Counsel in this decision agreed that the court had general jurisdiction to order an interim distribution of estate assets and relied on Reznik v Natty as the authority.
The court found that it had authority to order a personal representative to make an interim distribution of an estate, further to its general jurisdiction and stating that such authority is discretionary and must be exercised in order to do justice between the parties.
The court referred to the criteria set out by the Court of Appeal in Hecht v Hecht 1991 BJ 3475, but stated that it was not an exhaustive list of potential considerations:
The court found that the factors to be considered by the court when deciding whether to exercise its discretion to grant leave to the executors include:
(a) the amount of the benefits sought to be distributed as compared to the value of the estate;
(b) the claim of the beneficiaries on the testator;
(c) the need of beneficiaries for money; and
(d) the consent of the residuary beneficiary to the proposes distribution.”

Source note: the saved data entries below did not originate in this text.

//! Shared fixtures: a small shop domain.

use reach_constraint::{ValidationEngine, ValidatorFactory};
use reach_core::{AccessError, ListRef, Object, Tag, TypeDesc, Value};
use reach_element::Elements;
use reach_registry::{builtin, AccessorDef, FieldDef, MutatorDef, Registry, RegistryBuilder};
use std::sync::Arc;

use crate::error::ScenarioResult;

/// Composite tag: not null, not empty, at most 40 characters.
pub const REQUIRED_TEXT: &str = "required_text";

/// The shop registry with its element resolver and validation engine.
#[derive(Debug, Clone)]
pub struct Shop {
    pub elements: Elements,
    pub engine: ValidationEngine,
}

impl Shop {
    pub fn registry(&self) -> &Arc<Registry> {
        self.elements.registry()
    }

    pub fn new_object(&self, type_name: &str) -> ScenarioResult<Value> {
        Ok(Value::Object(self.registry().instantiate(type_name)?))
    }

    pub fn customer(&self, name: Option<&str>, age: i64) -> ScenarioResult<Value> {
        let customer = self.new_object("Customer")?;
        set(&customer, "name", name);
        set(&customer, "age", age);
        Ok(customer)
    }

    pub fn address(&self, street: &str, zip: &str) -> ScenarioResult<Value> {
        let address = self.new_object("Address")?;
        set(&address, "street", street);
        set(&address, "zip", zip);
        Ok(address)
    }

    pub fn item(&self, sku: &str, quantity: i64) -> ScenarioResult<Value> {
        let item = self.new_object("Item")?;
        set(&item, "sku", sku);
        set(&item, "quantity", quantity);
        Ok(item)
    }

    /// A purchase for `customer` holding `items`.
    pub fn purchase(&self, customer: Value, items: Vec<Value>) -> ScenarioResult<Value> {
        let purchase = self.new_object("Purchase")?;
        set(&purchase, "customer", customer);
        set(
            &purchase,
            "items",
            ListRef::new(TypeDesc::object("Item"), items),
        );
        Ok(purchase)
    }
}

/// Set a slot directly, bypassing members. No-op on non-objects.
pub fn set(target: &Value, name: &str, value: impl Into<Value>) {
    if let Some(object) = target.as_object() {
        object.set(name, value);
    }
}

/// Read a slot directly. Null on non-objects.
pub fn get(target: &Value, name: &str) -> Value {
    target
        .as_object()
        .map(|object| object.get(name))
        .unwrap_or(Value::Null)
}

/// Build the shop registry.
///
/// ```text
/// Person    name: String @required_text, nickname: String
/// Customer  extends Person
///           age: Int @min(0) @max(150), email: String @pattern,
///           address: Address @valid, code (accessor String / mutator Int)
/// Address   street: String @not_null @not_empty, zip: String @pattern(\d{5})
/// Item      sku: String @not_null, quantity: Int @min(1)
/// Purchase  customer: Customer @not_null @valid,
///           items: List<Item> @not_empty @valids, extras: Map<Item> @valids,
///           notes: Properties
/// ```
pub fn shop_registry() -> ScenarioResult<Registry> {
    let mut builder = RegistryBuilder::with_builtin_tags();

    builder
        .add_tag(REQUIRED_TEXT)
        .meta_tag(Tag::new(builtin::NOT_NULL))
        .meta_tag(Tag::new(builtin::NOT_EMPTY))
        .meta_tag(Tag::new(builtin::LENGTH).with("max", 40i64))
        .done()?;

    builder
        .add_type("Person")
        .field(FieldDef::new("name", TypeDesc::String).tag(Tag::new(REQUIRED_TEXT)))
        .field(FieldDef::new("nickname", TypeDesc::String))
        .done()?;

    builder
        .add_type("Address")
        .field(
            FieldDef::new("street", TypeDesc::String)
                .tag(Tag::new(builtin::NOT_NULL))
                .tag(Tag::new(builtin::NOT_EMPTY)),
        )
        .field(
            FieldDef::new("zip", TypeDesc::String)
                .tag(Tag::new(builtin::PATTERN).with("regex", r"\d{5}")),
        )
        .done()?;

    builder
        .add_type("Customer")
        .extends("Person")
        .field(
            FieldDef::new("age", TypeDesc::Int)
                .tag(Tag::new(builtin::MIN).with("value", 0i64))
                .tag(Tag::new(builtin::MAX).with("value", 150i64)),
        )
        .field(
            FieldDef::new("email", TypeDesc::String)
                .tag(Tag::new(builtin::PATTERN).with("regex", r"[^@\s]+@[^@\s]+")),
        )
        .field(
            FieldDef::new("address", TypeDesc::object("Address")).tag(Tag::new(builtin::VALID)),
        )
        .field(FieldDef::new("serial", TypeDesc::String).read_only())
        .accessor(AccessorDef::new("code", TypeDesc::String, |o: &Object| {
            Ok(o.get("serial"))
        }))
        .mutator(MutatorDef::new("code", TypeDesc::Int, |o: &mut Object, v: Value| {
            if v.is_null() {
                o.set("serial", Value::Null);
                return Ok(());
            }
            let n = v
                .as_int()
                .ok_or_else(|| AccessError::type_mismatch("Int", v.type_name()).into_fault())?;
            o.set("serial", format!("C{:04}", n));
            Ok(())
        }))
        .done()?;

    builder
        .add_type("Item")
        .field(FieldDef::new("sku", TypeDesc::String).tag(Tag::new(builtin::NOT_NULL)))
        .field(FieldDef::new("quantity", TypeDesc::Int).tag(Tag::new(builtin::MIN).with("value", 1i64)))
        .done()?;

    builder
        .add_type("Purchase")
        .field(
            FieldDef::new("customer", TypeDesc::object("Customer"))
                .tag(Tag::new(builtin::NOT_NULL))
                .tag(Tag::new(builtin::VALID)),
        )
        .field(
            FieldDef::new("items", TypeDesc::list(TypeDesc::object("Item")))
                .tag(Tag::new(builtin::NOT_EMPTY))
                .tag(Tag::new(builtin::VALIDS))
                .initialized(),
        )
        .field(
            FieldDef::new("extras", TypeDesc::map(TypeDesc::object("Item")))
                .tag(Tag::new(builtin::VALIDS))
                .initialized(),
        )
        .field(FieldDef::new("notes", TypeDesc::Properties).initialized())
        .done()?;

    Ok(builder.build()?)
}

/// The shop fixture with a default engine.
pub fn shop() -> ScenarioResult<Shop> {
    let elements = Elements::new(Arc::new(shop_registry()?));
    let engine = ValidationEngine::new(ValidatorFactory::new(elements.clone()))?;
    Ok(Shop { elements, engine })
}
//! Validators that run the engine on nested values.
//!
//! Scalars have no members, so they are always valid here.

use crate::{ConstraintResult, ValidationEngine, Validator, Verdict};
use reach_core::Value;
use tracing::trace;

/// Validates the value itself as a container.
#[derive(Debug, Clone)]
pub struct Valid {
    engine: ValidationEngine,
}

impl Valid {
    pub fn new(engine: ValidationEngine) -> Self {
        Self { engine }
    }
}

impl Validator for Valid {
    fn check(&self, value: &Value) -> ConstraintResult<Verdict> {
        if value.is_null() {
            return Ok(Verdict::Valid);
        }
        if value.container_kind().is_none() {
            trace!(value_type = value.type_name(), "scalar has no members");
            return Ok(Verdict::Valid);
        }
        let result = self.engine.nested()?.validate(value)?;
        if result.is_valid() {
            Ok(Verdict::Valid)
        } else {
            Ok(Verdict::Nested(result.into_elements()))
        }
    }
}

/// Validates every item of a list or map. Items are reported under their
/// index or key.
#[derive(Debug, Clone)]
pub struct Valids {
    engine: ValidationEngine,
}

impl Valids {
    pub fn new(engine: ValidationEngine) -> Self {
        Self { engine }
    }
}

impl Validator for Valids {
    fn check(&self, value: &Value) -> ConstraintResult<Verdict> {
        match value {
            Value::List(_) | Value::Map(_) => {}
            _ => return Ok(Verdict::Valid),
        }

        let nested = self.engine.nested()?;
        let mut invalid = Vec::new();
        for item in self.engine.elements().members_of(value, false)? {
            let item_value = item.value()?;
            if item_value.container_kind().is_none() {
                continue;
            }
            let result = nested.validate(&item_value)?;
            invalid.extend(result.into_elements().into_iter().map(|e| e.prefixed(item.name())));
        }

        if invalid.is_empty() {
            Ok(Verdict::Valid)
        } else {
            Ok(Verdict::Nested(invalid))
        }
    }
}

The court stated that since the legislator had not seen fit to expressly provide for interim distributions from an estate over the objection of the personal representative, that an order should only be made in exceptional circumstances, and with the burden on the applicant to justify the issuance of such an order.
In the case of Re Antonias Estate 2021 BCSC 2388, the court ordered an interim distribution where the applicants were the sole beneficiaries of the residue of the estate, sharing equally and were siblings ranging in age from 76 to 89 years of age, some of them with health issues, and some with concerns that they would pass away before the estate was distributed.

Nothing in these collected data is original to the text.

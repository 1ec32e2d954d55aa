//! Scenario runner.

use reach_constraint::{ConstraintResult, ValidationResult};

use crate::assertion::Expect;
use crate::error::ScenarioResult;

type Action<W> = Box<dyn Fn(&W) -> ConstraintResult<ValidationResult>>;

struct Step<W> {
    name: String,
    action: Action<W>,
    expect: Expect,
}

/// A named sequence of steps over one fixture.
///
/// Steps run in order and share the fixture, so a step sees every mutation
/// made by the steps before it.
pub struct Scenario<W> {
    name: String,
    fixture: W,
    steps: Vec<Step<W>>,
}

impl<W> Scenario<W> {
    pub fn new(name: impl Into<String>, fixture: W) -> Self {
        Self {
            name: name.into(),
            fixture,
            steps: Vec::new(),
        }
    }

    /// Add a step. `expect` configures what its outcome must look like.
    pub fn step<F, E>(mut self, name: impl Into<String>, action: F, expect: E) -> Self
    where
        F: Fn(&W) -> ConstraintResult<ValidationResult> + 'static,
        E: FnOnce(Expect) -> Expect,
    {
        self.steps.push(Step {
            name: name.into(),
            action: Box::new(action),
            expect: expect(Expect::new()),
        });
        self
    }

    pub fn name(&self) -> &str {
        &self.name
    }

    pub fn fixture(&self) -> &W {
        &self.fixture
    }

    pub fn len(&self) -> usize {
        self.steps.len()
    }

    pub fn is_empty(&self) -> bool {
        self.steps.is_empty()
    }

    /// Run every step, stopping at the first failed expectation.
    pub fn run(&self) -> ScenarioResult<()> {
        for step in &self.steps {
            let outcome = (step.action)(&self.fixture);
            step.expect
                .verify(&format!("{}:{}", self.name, step.name), &outcome)?;
        }
        Ok(())
    }
}

#[cfg(test)]
mod tests {
    use super::*;
    use reach_constraint::ConstraintError;

    #[test]
    fn test_steps_run_in_order() {
        let scenario = Scenario::new("errors", ())
            .step("first", |_| Err(ConstraintError::unknown_tag("x")), |e| e.error("@x"))
            .step("second", |_| Err(ConstraintError::unknown_tag("y")), |e| e.error("@z"));

        assert_eq!(scenario.len(), 2);
        let err = scenario.run().unwrap_err();
        assert!(err.to_string().contains("errors:second"));
    }
}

The executor did provide an offer to make an interim distribution, the same that was sought in the court order, but did so on the basis that a release would be signed and returned. The beneficiaries did not comply with the request to sign the release.
The applicants relied on the decision of Reznik v Matty and the quote of Austin v Beddoe (1893) that if an executor has assented to an interim distribution and the assets available to the estate after an interim distribution are sufficient to cover all outstanding liabilities, and had basically made that acknowledgement, it is appropriate to have assets released.
The court ordered the beneficiaries to indemnify the executor from any loss arising from the interim distribution in the event that there was an estate shortfall in assets verus liabilities.
The court ordered an interim distribution of $528,000 and noted that the estate holdback would be approximately $447,000 over and above executor’s fees of % 3.5.
CONCLUSION
Since approximately 2015, the British Columbia courts have been more willing to override the typical absolute discretion of a trustee as to whether or not to make an interim distribution. Historically, the courts would only interfere where there was mala fides on the part of the trustee before they would order a distribution of estate assets.
As the recent cases indicate, if there is evidence of an appropriate set of facts that “justice is done” by ordering an interim distribution, then the courts will seriously consider doing so.
Such evidence should consist of matters such as: inordinate delay, financial need, the advanced age of beneficiaries, holdback protection for the remaining beneficiaries’ interests, sufficient funds to pay future debts, with an indemnity from the beneficiaries in the event of a shortfall.
If such evidence is accepted by the court, then recent cases in British Columbia indicate that the court will give serious consideration to ordering an interim distribution of estate assets, if necessary over the objection of the executor/trustee.
As the court in the Zanrosso decision stated regarding the criteria set out by the Court of appeal in the 1991 Hecht decision – “this is not an exhaustive list.” This statement appears to indicate a greater willingness of the BC courts to order interim distributions of estate assets in appropriate circumstances.